İpekçi Tahsin’in oğlu Ülkü Tamer’in çocukluğu Antep’te geçti. Futbola, sinemaya, okumaya tutkusu da bu yıllarda başladı. Gözünü yenice açmıştı ki İstanbul’a Robert Kolej’e gönderildi. Gazetecilik Enstitüsü’nü bitirdi. Çevirmenlik, gazetecilik, tiyatro oyunculuğu yaptı. Askerliğinde yedek subay öğretmendi. A dergisinin idareciliğini üstlendi. Milliyet Yayınevi’nin büyümesi onun sayesinde oldu. Hayatının bu sahnelerini ayrıntılarıyla Yaşamak Hatırlamaktır kitabında anlattı. Bu hatıraların gün ışığına çıkmasında karısı Neslihan Kılıç’ın varlığı unutulmamalı. Tamer’i konuşturan odur. Ketebe, Ülkü Tamer’in terekesinden çıkan dosyaları, edebiyat dergileri, gazeteler ve kitap eklerinde kalan yazılarını da bir araya getirdi. Üçüncü kitap geçtiğimiz günlerde okurla buluştu. Bu yazıların Yaşamak Hatırlamaktır’la beraber okunmasını salık veririm. Tamer, kısa cümlelerle yazmayı, hayatından sahneleri metinlerine taşımayı seven bir yazar. Onun dünyasını tanımak isteyenlerin hatıralarına gitmesi bu bakımdan yeterli olmayabilir. Bütün Yazıları serisinin devam edeceğini umuyorum.
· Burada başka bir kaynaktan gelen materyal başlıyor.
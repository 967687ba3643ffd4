fn main() -> Result<(), Box<dyn std::error::Error>> {
    // Ensure a working `protoc` is available (vendored) to avoid external toolchain dependency.
    let protoc_path = protoc_bin_vendored::protoc_bin_path()?;
    unsafe {
        std::env::set_var("PROTOC", protoc_path);
    }
    let include_path = protoc_bin_vendored::include_path()?;
    unsafe {
        std::env::set_var("PROTOC_INCLUDE", include_path.as_os_str());
    }

    println!("cargo:rerun-if-changed=proto/cluster.proto");
    tonic_build::configure()
        .build_server(true)
        .build_client(true)
        .compile_protos(
            &["proto/cluster.proto"],
            &["proto", &include_path.to_string_lossy()],
        )?;
    Ok(())
}
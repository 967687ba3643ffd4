//! HTTP request and response types shared by the ingest and store APIs

use std::sync::Arc;

use axum::{extract::State, http::StatusCode, response::Json};
use flashlog::{NodeStats, SegmentError, StatsSnapshot, StorageError};
use flashlog_cluster::{ClusterView, MembershipView, Role};
use log::{error, trace};
use serde::{Deserialize, Serialize};

pub type ApiError = (StatusCode, Json<ErrorResponse>);
pub type ApiResult<T> = Result<T, ApiError>;

#[derive(Serialize, Deserialize, Debug, Clone)]
pub struct ErrorResponse {
    pub error: String,
    pub message: String,
    #[serde(skip_serializing_if = "Option::is_none")]
    pub details: Option<serde_json::Value>,
}

impl ErrorResponse {
    pub fn new(error: &str, message: &str) -> Self {
        Self {
            error: error.to_string(),
            message: message.to_string(),
            details: None,
        }
    }

    pub fn with_details(error: &str, message: &str, details: serde_json::Value) -> Self {
        Self {
            error: error.to_string(),
            message: message.to_string(),
            details: Some(details),
        }
    }

    pub fn invalid_parameter(param_name: &str, message: &str) -> Self {
        Self::with_details(
            "invalid_parameter",
            message,
            serde_json::json!({ "parameter": param_name }),
        )
    }

    pub fn internal_error(message: &str) -> Self {
        Self::new("internal_error", message)
    }

    pub fn peer_unavailable(message: &str) -> Self {
        Self::new("peer_unavailable", message)
    }

    /// Pair the response with its status code, ready to return from a handler.
    pub fn into_api_error(self) -> ApiError {
        (error_to_status_code(&self.error), Json(self))
    }
}

impl From<SegmentError> for ErrorResponse {
    fn from(err: SegmentError) -> Self {
        let message = err.to_string();
        match err {
            SegmentError::SegmentNotFound { segment_id } => Self::with_details(
                "segment_not_found",
                &message,
                serde_json::json!({ "segment_id": segment_id }),
            ),
            SegmentError::LeaseNotFound { lease_id } => Self::with_details(
                "lease_not_found",
                &message,
                serde_json::json!({ "lease_id": lease_id }),
            ),
            SegmentError::AlreadyClaimed { segment_id } => Self::with_details(
                "already_claimed",
                &message,
                serde_json::json!({ "segment_id": segment_id }),
            ),
            SegmentError::LeaseExpired {
                lease_id,
                segment_id,
            } => Self::with_details(
                "lease_expired",
                &message,
                serde_json::json!({ "lease_id": lease_id, "segment_id": segment_id }),
            ),
            SegmentError::InvalidTransition {
                segment_id,
                from,
                to,
            } => Self::with_details(
                "invalid_transition",
                &message,
                serde_json::json!({
                    "segment_id": segment_id,
                    "from": from.to_string(),
                    "to": to.to_string(),
                }),
            ),
            SegmentError::InvalidSegment { segment_id, reason } => Self::with_details(
                "invalid_segment",
                &message,
                serde_json::json!({ "segment_id": segment_id, "reason": reason }),
            ),
            SegmentError::Storage(storage_err) => {
                Self::internal_error(&format!("Storage error: {storage_err}"))
            }
        }
    }
}

impl From<StorageError> for ErrorResponse {
    fn from(err: StorageError) -> Self {
        Self::from(SegmentError::Storage(err))
    }
}

pub fn error_to_status_code(error_code: &str) -> StatusCode {
    match error_code {
        "invalid_parameter" | "validation_error" | "invalid_segment" => StatusCode::BAD_REQUEST,
        "segment_not_found" | "lease_not_found" => StatusCode::NOT_FOUND,
        "already_claimed" | "invalid_transition" => StatusCode::CONFLICT,
        "lease_expired" => StatusCode::GONE,
        "peer_unavailable" => StatusCode::SERVICE_UNAVAILABLE,
        "internal_error" => StatusCode::INTERNAL_SERVER_ERROR,
        _ => StatusCode::INTERNAL_SERVER_ERROR,
    }
}

pub fn api_error(err: impl Into<ErrorResponse>) -> ApiError {
    err.into().into_api_error()
}

/// Run segment file I/O on the blocking pool so it never stalls a runtime
/// worker.
pub async fn blocking<T, F>(work: F) -> ApiResult<T>
where
    F: FnOnce() -> T + Send + 'static,
    T: Send + 'static,
{
    tokio::task::spawn_blocking(work).await.map_err(|e| {
        error!("Blocking task failed: {e}");
        ErrorResponse::internal_error(&format!("Blocking task failed: {e}")).into_api_error()
    })
}

// =============================================================================
// NODE-WIDE ENDPOINTS
// =============================================================================

/// What every node exposes on `/health`, `/stats` and `/cluster`.
pub trait NodeState: Send + Sync + 'static {
    fn role(&self) -> Role;
    fn stats(&self) -> &NodeStats;
    fn membership(&self) -> &dyn MembershipView;
}

#[derive(Serialize, Deserialize, Debug, Clone)]
pub struct HealthResponse {
    pub status: String,
    pub role: Role,
    pub timestamp: String,
}

pub async fn health_check<S: NodeState>(State(state): State<Arc<S>>) -> Json<HealthResponse> {
    trace!("GET /health");
    Json(HealthResponse {
        status: "healthy".to_string(),
        role: state.role(),
        timestamp: chrono::Utc::now().to_rfc3339(),
    })
}

pub async fn get_stats<S: NodeState>(State(state): State<Arc<S>>) -> Json<StatsSnapshot> {
    trace!("GET /stats");
    Json(state.stats().snapshot())
}

pub async fn get_cluster<S: NodeState>(State(state): State<Arc<S>>) -> Json<ClusterView> {
    trace!("GET /cluster");
    Json(state.membership().current_view().as_ref().clone())
}
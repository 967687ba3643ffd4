use super::test_utilities::*;
use test_log::test;
use flashlog::record::encode_record;
use flashlog::{QueryParams, RecordId, SegmentError, StoreSegmentId, StoreState};

#[test]
fn test_replica_survives_reopen() {
    let dir = create_test_dir("store_reopen");
    let (id, body) = segment_body(&[(100, "alpha"), (200, "beta")]);
    {
        let store = open_store(&dir);
        store.accept_replica(id, &body).unwrap();
    }

    let store = open_store(&dir);
    let segments = store.list_segments().unwrap();
    assert_eq!(segments.len(), 1);
    assert_eq!(segments[0].id, id);
    assert_eq!(segments[0].state, StoreState::Fresh);
    assert_eq!(store.read_segment(id).unwrap(), body);
}

#[test]
fn test_replica_rejects_unordered_and_malformed_bodies() {
    let dir = create_test_dir("store_invalid");
    let store = open_store(&dir);

    let (id, body) = segment_body(&[(300, "late"), (100, "early")]);
    assert!(matches!(
        store.accept_replica(id, &body),
        Err(SegmentError::InvalidSegment { .. })
    ));

    let (id, mut body) = segment_body(&[(100, "x")]);
    body.pop();
    assert!(matches!(
        store.accept_replica(id, &body),
        Err(SegmentError::InvalidSegment { .. })
    ));
    assert!(store.list_segments().unwrap().is_empty());
}

#[test]
fn test_duplicate_of_trashed_segment_is_acknowledged() {
    let dir = create_test_dir("store_trash_dup");
    let store = open_store(&dir);
    let (id, body) = segment_body(&[(100, "alpha")]);
    store.accept_replica(id, &body).unwrap();
    store.trash_segment(id, 5_000).unwrap();

    let ack = store.accept_replica(id, &body).unwrap();
    assert!(ack.duplicate);
    assert!(store.list_segments().unwrap().is_empty());
}

#[test]
fn test_query_spans_fresh_and_compacted_segments() {
    let dir = create_test_dir("store_query");
    let store = open_store(&dir);
    let (a, a_body) = segment_body(&[(100, "a1"), (300, "a2")]);
    let (b, b_body) = segment_body(&[(200, "b1")]);
    let (c, c_body) = segment_body(&[(400, "c1")]);
    store.accept_replica(a, &a_body).unwrap();
    store.accept_replica(b, &b_body).unwrap();
    store.merge_segments(&[a, b]).unwrap().unwrap();
    store.accept_replica(c, &c_body).unwrap();

    let lines = store.query_local(&QueryParams::default()).unwrap();
    assert_eq!(payloads(&lines), vec!["a1", "b1", "a2", "c1"]);

    let params = QueryParams {
        from: chrono::DateTime::from_timestamp_millis(250),
        ..QueryParams::default()
    };
    assert_eq!(payloads(&store.query_local(&params).unwrap()), vec!["a2", "c1"]);
}

#[test]
fn test_restore_of_unknown_segment_is_not_found() {
    let dir = create_test_dir("store_restore");
    let store = open_store(&dir);
    let (id, _) = segment_body(&[(1, "x")]);
    let err = store.restore(id).unwrap_err();
    assert!(err.is_not_found());
}

#[test]
fn test_retried_replica_with_more_records_survives_reopen() {
    let dir = create_test_dir("store_retry");
    let ids: Vec<RecordId> = [100, 200, 300]
        .iter()
        .map(|ms| RecordId::from_parts(*ms, 0))
        .collect();
    let body = |picked: &[usize]| {
        let mut body = Vec::new();
        for i in picked {
            encode_record(&mut body, ids[*i], format!("r{i}").as_bytes());
        }
        body
    };
    let id = StoreSegmentId::new(ids[0], ids[2]);
    {
        let store = open_store(&dir);
        store.accept_replica(id, &body(&[0, 2])).unwrap();
        let ack = store.accept_replica(id, &body(&[0, 1, 2])).unwrap();
        assert!(!ack.duplicate);
    }

    let store = open_store(&dir);
    assert_eq!(store.list_segments().unwrap().len(), 1);
    let lines = store.query_local(&QueryParams::default()).unwrap();
    assert_eq!(payloads(&lines), vec!["r0", "r1", "r2"]);
}
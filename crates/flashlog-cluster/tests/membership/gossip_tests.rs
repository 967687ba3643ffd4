use std::time::Duration;

use flashlog_cluster::{MembershipView, PeerStatus, Role};
use test_log::test;

use crate::test_utilities::{eventually, start_node};

#[test(tokio::test)]
async fn test_nodes_discover_each_other_through_one_seed() {
    let seed = start_node(Role::Ingest, vec![]).await;
    let store_a = start_node(Role::Store, vec![seed.gossip_addr.clone()]).await;
    let store_b = start_node(Role::Store, vec![seed.gossip_addr.clone()]).await;

    let converged = eventually(Duration::from_secs(5), || {
        seed.live_count() == 3 && store_a.live_count() == 3 && store_b.live_count() == 3
    })
    .await;
    assert!(converged, "membership did not converge");

    let stores = store_a.membership.peers_by_role(Role::Store);
    assert_eq!(stores.len(), 2);
    let ingests = store_b.membership.peers_by_role(Role::Ingest);
    assert_eq!(ingests.len(), 1);
    assert_eq!(ingests[0].node_id, *seed.membership.local_id());

    store_b.crash().await;
    store_a.crash().await;
    seed.crash().await;
}

#[test(tokio::test)]
async fn test_crashed_node_is_declared_dead() {
    let seed = start_node(Role::Ingest, vec![]).await;
    let watcher = start_node(Role::Store, vec![seed.gossip_addr.clone()]).await;
    let victim = start_node(Role::Store, vec![seed.gossip_addr.clone()]).await;
    let victim_id = victim.membership.local_id().clone();

    assert!(
        eventually(Duration::from_secs(5), || {
            seed.live_count() == 3 && watcher.live_count() == 3
        })
        .await
    );

    victim.crash().await;

    let detected = eventually(Duration::from_secs(5), || {
        seed.status_of(&victim_id) == Some(PeerStatus::Dead)
            && watcher.status_of(&victim_id) == Some(PeerStatus::Dead)
    })
    .await;
    assert!(detected, "crashed node was not declared dead");
    assert_eq!(watcher.membership.peers_by_role(Role::Store).len(), 1);

    watcher.crash().await;
    seed.crash().await;
}

#[test(tokio::test)]
async fn test_departing_node_is_marked_left() {
    let seed = start_node(Role::Store, vec![]).await;
    let leaver = start_node(Role::Ingest, vec![seed.gossip_addr.clone()]).await;
    let leaver_id = leaver.membership.local_id().clone();

    assert!(eventually(Duration::from_secs(5), || seed.live_count() == 2).await);

    leaver.leave().await;

    // the announcement arrives well before suspicion could fire
    let left = eventually(Duration::from_millis(250), || {
        seed.status_of(&leaver_id) == Some(PeerStatus::Left)
    })
    .await;
    assert!(left, "departure was not observed");
    assert!(seed.membership.peers_by_role(Role::Ingest).is_empty());

    seed.crash().await;
}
Ülkü Tamer aynı zamanda bir hikâyeci. Alleben Öyküleri sonra Tarihte Yaşanmamış Olaylar bir plan dâhilinde Ülkü Tamer’in bir ucu doğduğu coğrafyaya öteki ucu ilgisini hiç yitirmediği uzak Asya’dan Latin Amerika’ya uzanan maceralara odaklanıyor. Alleben, Fırat’ın, Antep içinden geçen bir kolunun adı. Bu küçük kitapta dört hikâye yer alıyor. Alleben’i, ondan beş yıl önce yayımlanan Antep Neresi şiirleriyle birlikte okumak; Tarihte Yaşanmamış Olaylar’ı da Sıragöller şiirlerinden öncesi ile akraba kılmak bu metinlerin anlamlarını zenginleştirebilir.
Ketebe raflarında Ülkü Tamer’e ayrılan kısım gün geçtikçe büyüyor. Şairin vefatı anısına bu ay iki tıpkıbasım yayımlandı. Virgülün Başından Geçenler, 1965’te Oğuz Aral’ın desenleriyle De Yayınevi’nden basılmıştı. Gök Onları Yanıltmaz adıyla yayımlanan on üç şiir de bugün Ketebe’den orijinal bir tasarımla okura sunuldu. Kapağı dışında klasik bir kitap tasarımı değil bu. Kapağı açtığınızda on üç şiirin her birinin on üç küçük karta sıkıştırılarak bir cebe konduğunu görüyorsunuz. Eseri Kadir Daniş yayıma hazırlamış, Nilgün Sönmez de tasarlamış. Bu özel baskının ilgi çekeceği, yayıncılara ilham vereceği muhakkak.